#12 Abas Infinitas - Pra ser brasileiro tem que ter habilidade
Cansada de sentir medo e constante raiva das pessoas que postam seus cartões de vacinação verdes nas redes sociais, resolvi ir atrás dos meus direitos. Tinha ouvido falar que a tal da "xepa" da vacina era um sonho possível. Supostamente, depois que o dia acaba no posto de saúde, os funcionários se sentiriam "perdidos" sem saber o que fazer com o frasco de vacina já aberto. Um líquido precioso desses estaria "sobrando" e a única coisa que eu precisava fazer para conseguir me imunizar era fazer um cadastro no posto. Quando a vacina sobrasse, eles me ligariam e eu iria correndo tomar.
Parecia promissor. Fui logo cedo fazer meu cadastro. Perguntei informações para umas três pessoas até chegar na mesa onde se inscreve para a "xepa". A moça escreveu meu nome, idade, endereço e telefone em um pequeno caderno azul pautado.

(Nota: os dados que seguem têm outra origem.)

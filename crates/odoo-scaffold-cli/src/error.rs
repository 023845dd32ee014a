//! Error handling for the odoo-scaffold CLI.
//!
//! Provides structured errors with:
//! - User-friendly messages
//! - Actionable suggestions
//! - Exit code mapping

use std::error::Error;

use owo_colors::OwoColorize;
use thiserror::Error;

use odoo_scaffold_core::error::ScaffoldError;

pub use odoo_scaffold_core::error::ErrorCategory as CoreCategory;

/// Result type alias for CLI operations.
pub type CliResult<T> = Result<T, CliError>;

/// CLI error types.
#[derive(Debug, Error)]
pub enum CliError {
    /// A configuration file could not be read, parsed, or written.
    #[error("Configuration error: {message}")]
    ConfigError {
        message: String,
        #[source]
        source: Option<Box<dyn std::error::Error + Send + Sync>>,
    },

    /// An error propagated from `odoo-scaffold-core`.
    #[error("{0}")]
    Core(#[from] ScaffoldError),

    /// An I/O operation failed.
    #[error("I/O error: {message}")]
    IoError {
        message: String,
        #[source]
        source: std::io::Error,
    },
}

impl From<std::io::Error> for CliError {
    fn from(err: std::io::Error) -> Self {
        CliError::IoError {
            message: err.to_string(),
            source: err,
        }
    }
}

impl CliError {
    /// Get user-actionable suggestions for fixing this error.
    pub fn suggestions(&self) -> Vec<String> {
        match self {
            Self::ConfigError { .. } => vec![
                format!(
                    "Check your config file (default: {})",
                    crate::config::AppConfig::config_path().display()
                ),
                "Environment overrides use ODOO_SCAFFOLD_<SECTION>__<KEY>".into(),
                "Use 'odoo-scaffold init --force' to recreate a default config".into(),
            ],

            Self::Core(core_err) => core_err.suggestions(),

            Self::IoError { message, .. } => vec![
                format!("I/O operation failed: {}", message),
                "Check file permissions".into(),
                "Ensure the parent directory exists".into(),
            ],
        }
    }

    /// Get the error category for styling and exit codes.
    pub fn category(&self) -> ErrorCategory {
        match self {
            Self::ConfigError { .. } => ErrorCategory::Configuration,
            Self::Core(core) => match core.category() {
                CoreCategory::Validation | CoreCategory::Conflict => ErrorCategory::UserError,
                CoreCategory::Configuration => ErrorCategory::Configuration,
                CoreCategory::Internal => ErrorCategory::Internal,
            },
            Self::IoError { .. } => ErrorCategory::Internal,
        }
    }

    /// Exit code to pass to the OS.
    ///
    /// | Category      | Code |
    /// |---------------|------|
    /// | User error    |  2   |
    /// | Configuration |  4   |
    /// | Internal      |  1   |
    pub fn exit_code(&self) -> u8 {
        match self.category() {
            ErrorCategory::UserError => 2,
            ErrorCategory::Configuration => 4,
            ErrorCategory::Internal => 1,
        }
    }

    /// Format the error for display with colors and suggestions.
    pub fn format_colored(&self, verbose: bool) -> String {
        let mut output = String::new();

        output.push_str(&format!(
            "\n{} {}\n\n",
            "\u{2717}".red().bold(),
            "Error:".red().bold()
        ));
        output.push_str(&format!("  {}\n", self.to_string().red()));

        if verbose {
            let mut source = self.source();
            while let Some(err) = source {
                output.push_str(&format!(
                    "\n  {} {}\n",
                    "\u{2192}".dimmed(),
                    err.to_string().dimmed()
                ));
                source = err.source();
            }
        }

        let suggestions = self.suggestions();
        if !suggestions.is_empty() {
            output.push_str(&format!("\n{}\n", "Suggestions:".yellow().bold()));
            for suggestion in suggestions {
                output.push_str(&format!("  {}\n", suggestion));
            }
        }

        if !verbose {
            output.push('\n');
            output.push_str(&format!(
                "{} {}\n",
                "\u{2139}".blue(),
                "Use -v / --verbose for more details.".dimmed(),
            ));
        }

        output
    }

    /// Plain-text version of [`Self::format_colored`].
    pub fn format_plain(&self, verbose: bool) -> String {
        let mut out = String::new();
        out.push_str(&format!("\nError: {}\n", self));

        if verbose {
            let mut src = self.source();
            while let Some(err) = src {
                out.push_str(&format!("  Caused by: {err}\n"));
                src = err.source();
            }
        }

        let suggestions = self.suggestions();
        if !suggestions.is_empty() {
            out.push_str("\nSuggestions:\n");
            for s in &suggestions {
                out.push_str(&format!("  {s}\n"));
            }
        }

        if !verbose {
            out.push_str("\nUse -v / --verbose for more details.\n");
        }

        out
    }

    /// Log the error using tracing.
    ///
    /// User errors are printed to stderr anyway, so they are logged at debug.
    pub fn log(&self) {
        match self.category() {
            ErrorCategory::UserError => tracing::debug!("User error: {}", self),
            ErrorCategory::Configuration => tracing::error!("Configuration error: {}", self),
            ErrorCategory::Internal => tracing::error!("Internal error: {}", self),
        }

        if let Some(source) = self.source() {
            tracing::debug!("Caused by: {}", source);
        }
    }
}

/// Error categories for classification.
#[derive(Debug, Clone, Copy, PartialEq, Eq)]
pub enum ErrorCategory {
    /// Bad identifier, bad arguments, or a module that already exists.
    UserError,
    Configuration,
    /// Filesystem failures and bugs.
    Internal,
}

// ── IntoCli trait ─────────────────────────────────────────────────────────────

/// Converts foreign error types into [`CliError`] at call-sites with a
/// context message.
///
/// There is no blanket impl; it would overlap with the concrete ones.
pub trait IntoCli<T> {
    /// Convert to `CliResult` attaching a human-readable context message.
    fn with_cli_context<F, S>(self, f: F) -> CliResult<T>
    where
        F: FnOnce() -> S,
        S: Into<String>;
}

impl<T> IntoCli<T> for Result<T, std::io::Error> {
    fn with_cli_context<F, S>(self, f: F) -> CliResult<T>
    where
        F: FnOnce() -> S,
        S: Into<String>,
    {
        self.map_err(|e| CliError::IoError {
            message: f().into(),
            source: e,
        })
    }
}


#[cfg(test)]
mod tests {
    use super::*;
    use std::io;
    use std::path::PathBuf;

    use odoo_scaffold_core::application::ApplicationError;
    use odoo_scaffold_core::domain::DomainError;

    fn invalid_identifier() -> CliError {
        CliError::Core(
            DomainError::InvalidIdentifier {
                identifier: "9bad".into(),
                reason: "must start with a letter".into(),
            }
            .into(),
        )
    }

    fn already_exists() -> CliError {
        CliError::Core(
            ApplicationError::AlreadyExists {
                path: PathBuf::from("/tmp/addons/m"),
            }
            .into(),
        )
    }

    // ── exit codes ────────────────────────────────────────────────────────

    #[test]
    fn invalid_identifier_is_a_user_error() {
        let err = invalid_identifier();
        assert_eq!(err.category(), ErrorCategory::UserError);
        assert_eq!(err.exit_code(), 2);
    }

    #[test]
    fn existing_module_is_a_user_error() {
        assert_eq!(already_exists().exit_code(), 2);
    }

    #[test]
    fn partial_write_is_internal() {
        let err = CliError::Core(
            ApplicationError::IoFailure {
                path: PathBuf::from("/tmp/m/views/menu.xml"),
                reason: "disk full".into(),
                written: vec![],
            }
            .into(),
        );
        assert_eq!(err.exit_code(), 1);
    }

    #[test]
    fn exit_code_configuration() {
        let err = CliError::ConfigError {
            message: "x".into(),
            source: None,
        };
        assert_eq!(err.exit_code(), 4);
        let core = CliError::Core(ScaffoldError::Configuration {
            message: "x".into(),
        });
        assert_eq!(core.exit_code(), 4);
    }

    #[test]
    fn exit_code_internal() {
        assert_eq!(
            CliError::IoError {
                message: "x".into(),
                source: io::Error::other("e"),
            }
            .exit_code(),
            1
        );
    }

    // ── suggestions and formatting ────────────────────────────────────────

    #[test]
    fn core_suggestions_pass_through() {
        let err = already_exists();
        assert!(
            err.suggestions()
                .iter()
                .any(|s| s.contains("/tmp/addons/m"))
        );
    }

    #[test]
    fn core_message_is_not_double_prefixed() {
        assert_eq!(
            already_exists().to_string(),
            "Module directory already exists: /tmp/addons/m"
        );
    }

    #[test]
    fn format_plain_contains_error_header() {
        let s = already_exists().format_plain(false);
        assert!(s.contains("Error: Module directory already exists"));
        assert!(s.contains("Suggestions:"));
        assert!(s.contains("--verbose"));
    }

    #[test]
    fn format_plain_verbose_shows_cause() {
        let err = CliError::IoError {
            message: "writing config".into(),
            source: io::Error::new(io::ErrorKind::PermissionDenied, "denied"),
        };
        let s = err.format_plain(true);
        assert!(s.contains("Caused by: denied"));
        assert!(!s.contains("--verbose"));
    }

    #[test]
    fn format_colored_keeps_message() {
        let s = invalid_identifier().format_colored(false);
        assert!(s.contains("9bad"));
    }

    // ── IntoCli ───────────────────────────────────────────────────────────

    #[test]
    fn into_cli_io_error() {
        let result: Result<(), io::Error> = Err(io::Error::new(io::ErrorKind::NotFound, "missing"));
        let cli: CliResult<()> = result.with_cli_context(|| "reading config");
        match cli {
            Err(CliError::IoError { message, .. }) => assert_eq!(message, "reading config"),
            other => panic!("expected IoError, got {other:?}"),
        }
    }
}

Pensei que aquele sistema não era nada digitalizado, eu não saberia que lugar estou na fila nem menos teria uma comprovação de que me inscrevi. Mas tudo bem, a própria ideia de entrar numa fila para pegar as sobras da feira, digo, da vacina, é uma confirmação do improviso como o país está lidando com uma doença mortal que está espalhada pelo seu território (e para a qual já existe vacina). O próprio ponto de partida já é torto. Mas se eu conseguisse me imunizar, estava valendo.

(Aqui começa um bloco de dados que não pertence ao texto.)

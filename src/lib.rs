#![doc = include_str!("../README.md")]
#![deny(
    nonstandard_style,
    rust_2018_idioms,
    rustdoc::broken_intra_doc_links,
    rustdoc::private_intra_doc_links,
    trivial_casts,
    trivial_numeric_casts
)]
#![forbid(non_ascii_idents, unsafe_code)]
#![warn(
    deprecated_in_future,
    missing_copy_implementations,
    missing_debug_implementations,
    missing_docs,
    unreachable_pub,
    unused_import_braces,
    unused_labels,
    unused_qualifications,
    unused_results
)]

#[doc(inline)]
pub use maybe_core::{
    match_just, match_or_else, render_to, unwrap_or, Absent, Just, Maybe,
    Nothing, Optional, Rendered,
};

#[doc(inline)]
pub use maybe_core::{algebra, render, spell};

Assim que ela terminou de escrever, me olhou por cima dos óculos e falou baixinho: "mas olha, vou te falar, a chance de chamarem é bem pequena". Perguntei por que e ela continuou, quase que em tom de confidência: "vem aqui às 6 da tarde. O posto fecha às 7. Se você estiver aqui e estiver sobrando vacina, eles te dão". Saí me sentindo mais especial que todo mundo. A moça tinha contado para mim o segredo da vacina. Eu desvendei o mapa e agora ninguém podia me segurar.
Passada a euforia, pensei que é assim que as coisas são no Brasil. Primeiro eles são bem incompetentes para fornecer algo super necessário para a sua vida, depois eles te fazem quase degladiar por algo que em tese seria seu "direito" e só depois partimos para a fase em que, ao não conseguir vencer os desafios e as burocracias do sistema, você é praticamente empurrado para recorrer à malandragem.

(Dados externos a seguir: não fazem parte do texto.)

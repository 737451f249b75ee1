//! Presence abstraction with a little bit of type magic 🪄.

use std::{fmt, marker::PhantomData, sync::atomic::AtomicPtr};

use derive_more::{Deref, DerefMut};
use sealed::sealed;

use crate::Maybe;

/// Value that is either present or absent.
///
/// This is what the [`algebra`] operates on, so it works the same way for a
/// [`Maybe`], an [`Option`], and the statically known [`Just`] and [`Nothing`].
///
/// [`algebra`]: crate::algebra
#[sealed]
pub trait Optional {
    /// Type of the value possibly held.
    type Value;

    /// Converts this [`Optional`] into an [`Option`].
    #[must_use]
    fn into_option(self) -> Option<Self::Value>;

    /// Borrows the held value (if any) as an [`Option`].
    #[must_use]
    fn as_option(&self) -> Option<&Self::Value>;
}

#[sealed]
impl<T> Optional for Maybe<T> {
    type Value = T;

    #[inline]
    fn into_option(self) -> Option<T> {
        Self::into_option(self)
    }

    #[inline]
    fn as_option(&self) -> Option<&T> {
        Self::as_option(self)
    }
}

#[sealed]
impl<T> Optional for Option<T> {
    type Value = T;

    #[inline]
    fn into_option(self) -> Self {
        self
    }

    #[inline]
    fn as_option(&self) -> Option<&T> {
        self.as_ref()
    }
}

/// [`Optional`] value that is always present.
#[derive(Clone, Copy, Debug, Deref, DerefMut, Eq, Hash, PartialEq)]
pub struct Just<T>(pub T);

#[sealed]
impl<T> Optional for Just<T> {
    type Value = T;

    #[inline]
    fn into_option(self) -> Option<T> {
        Some(self.0)
    }

    #[inline]
    fn as_option(&self) -> Option<&T> {
        Some(&self.0)
    }
}

impl<T> From<Just<T>> for Maybe<T> {
    #[inline]
    fn from(just: Just<T>) -> Self {
        Self::just(just.0)
    }
}

/// [`Optional`] value that is always absent.
///
/// It's [`Send`], [`Sync`] and [`Copy`] regardless of `T`, as no `T` is ever
/// held.
pub struct Nothing<T: ?Sized>(PhantomData<AtomicPtr<Box<T>>>);

impl<T: ?Sized> Nothing<T> {
    /// Creates a new [`Nothing`].
    #[inline]
    #[must_use]
    pub const fn new() -> Self {
        Self(PhantomData)
    }
}

impl<T: ?Sized> Default for Nothing<T> {
    #[inline]
    fn default() -> Self {
        Self::new()
    }
}

impl<T: ?Sized> Clone for Nothing<T> {
    #[inline]
    fn clone(&self) -> Self {
        *self
    }
}

impl<T: ?Sized> Copy for Nothing<T> {}

impl<T: ?Sized> fmt::Debug for Nothing<T> {
    fn fmt(&self, f: &mut fmt::Formatter<'_>) -> fmt::Result {
        f.write_str("Nothing")
    }
}

#[sealed]
impl<T> Optional for Nothing<T> {
    type Value = T;

    #[inline]
    fn into_option(self) -> Option<T> {
        None
    }

    #[inline]
    fn as_option(&self) -> Option<&T> {
        None
    }
}

impl<T> From<Nothing<T>> for Maybe<T> {
    #[inline]
    fn from(_: Nothing<T>) -> Self {
        Self::nothing()
    }
}

#[cfg(test)]
mod spec {
    use std::{cell::Cell, rc::Rc};

    use static_assertions::assert_impl_all;

    use super::{Just, Nothing, Optional};
    use crate::Maybe;

    assert_impl_all!(Nothing<Rc<Cell<u8>>>: Copy, Send, Sync);

    #[test]
    fn maybe_as_optional() {
        assert_eq!(Optional::as_option(&Maybe::just(1)), Some(&1));
        assert_eq!(Optional::into_option(Maybe::just(1)), Some(1));
        assert_eq!(Optional::as_option(&Maybe::<u8>::nothing()), None);
    }

    #[test]
    fn markers_as_optional() {
        let just = Just(String::from("here"));
        assert_eq!(just.len(), 4);
        assert_eq!(just.as_option().map(String::as_str), Some("here"));
        assert_eq!(just.into_option().as_deref(), Some("here"));

        let nothing = Nothing::<String>::new();
        assert_eq!(nothing.as_option(), None);
        assert_eq!(nothing.into_option(), None);
        assert_eq!(format!("{nothing:?}"), "Nothing");
    }

    #[test]
    fn markers_into_maybe() {
        assert_eq!(Maybe::<i32>::from(Just(3)), Maybe::just(3));
        assert_eq!(Maybe::<u8>::from(Nothing::new()), Maybe::nothing());
    }
}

Sai do posto e vi uma longa fila com um monte de gente com receituários na mão. Basicamente, se você tiver uma receita dizendo que sofre de pressão alta, diabetes e outras doenças, isso seria um passe livre para tomar vacina na frente dos outros. Enquanto isso, estou aguardando "ansiedade" entrar na lista de comorbidades para eu poder me vacinar.
A burocracia extrema cria uma série de especificidades que te faz buscar algum lugar que você se encaixe. Pensei que talvez seria mais fácil conseguir uma receita. Passei mentalmente pela lista de comorbidades para ver se eu poderia minimamente me encaixar. Nada.
Se você é jovem, não tem uma profissão minimamente da área da saúde, nem é cobrador de ônibus, preso ou funcionário do sistema carcerário, mulher grávida ou no puerpério, portador de síndrome de down, trabalhador da educação, da polícia, das forças armadas, portuários, metroviários, e aparentemente hipertenso, a sua vez vai demorar a chegar.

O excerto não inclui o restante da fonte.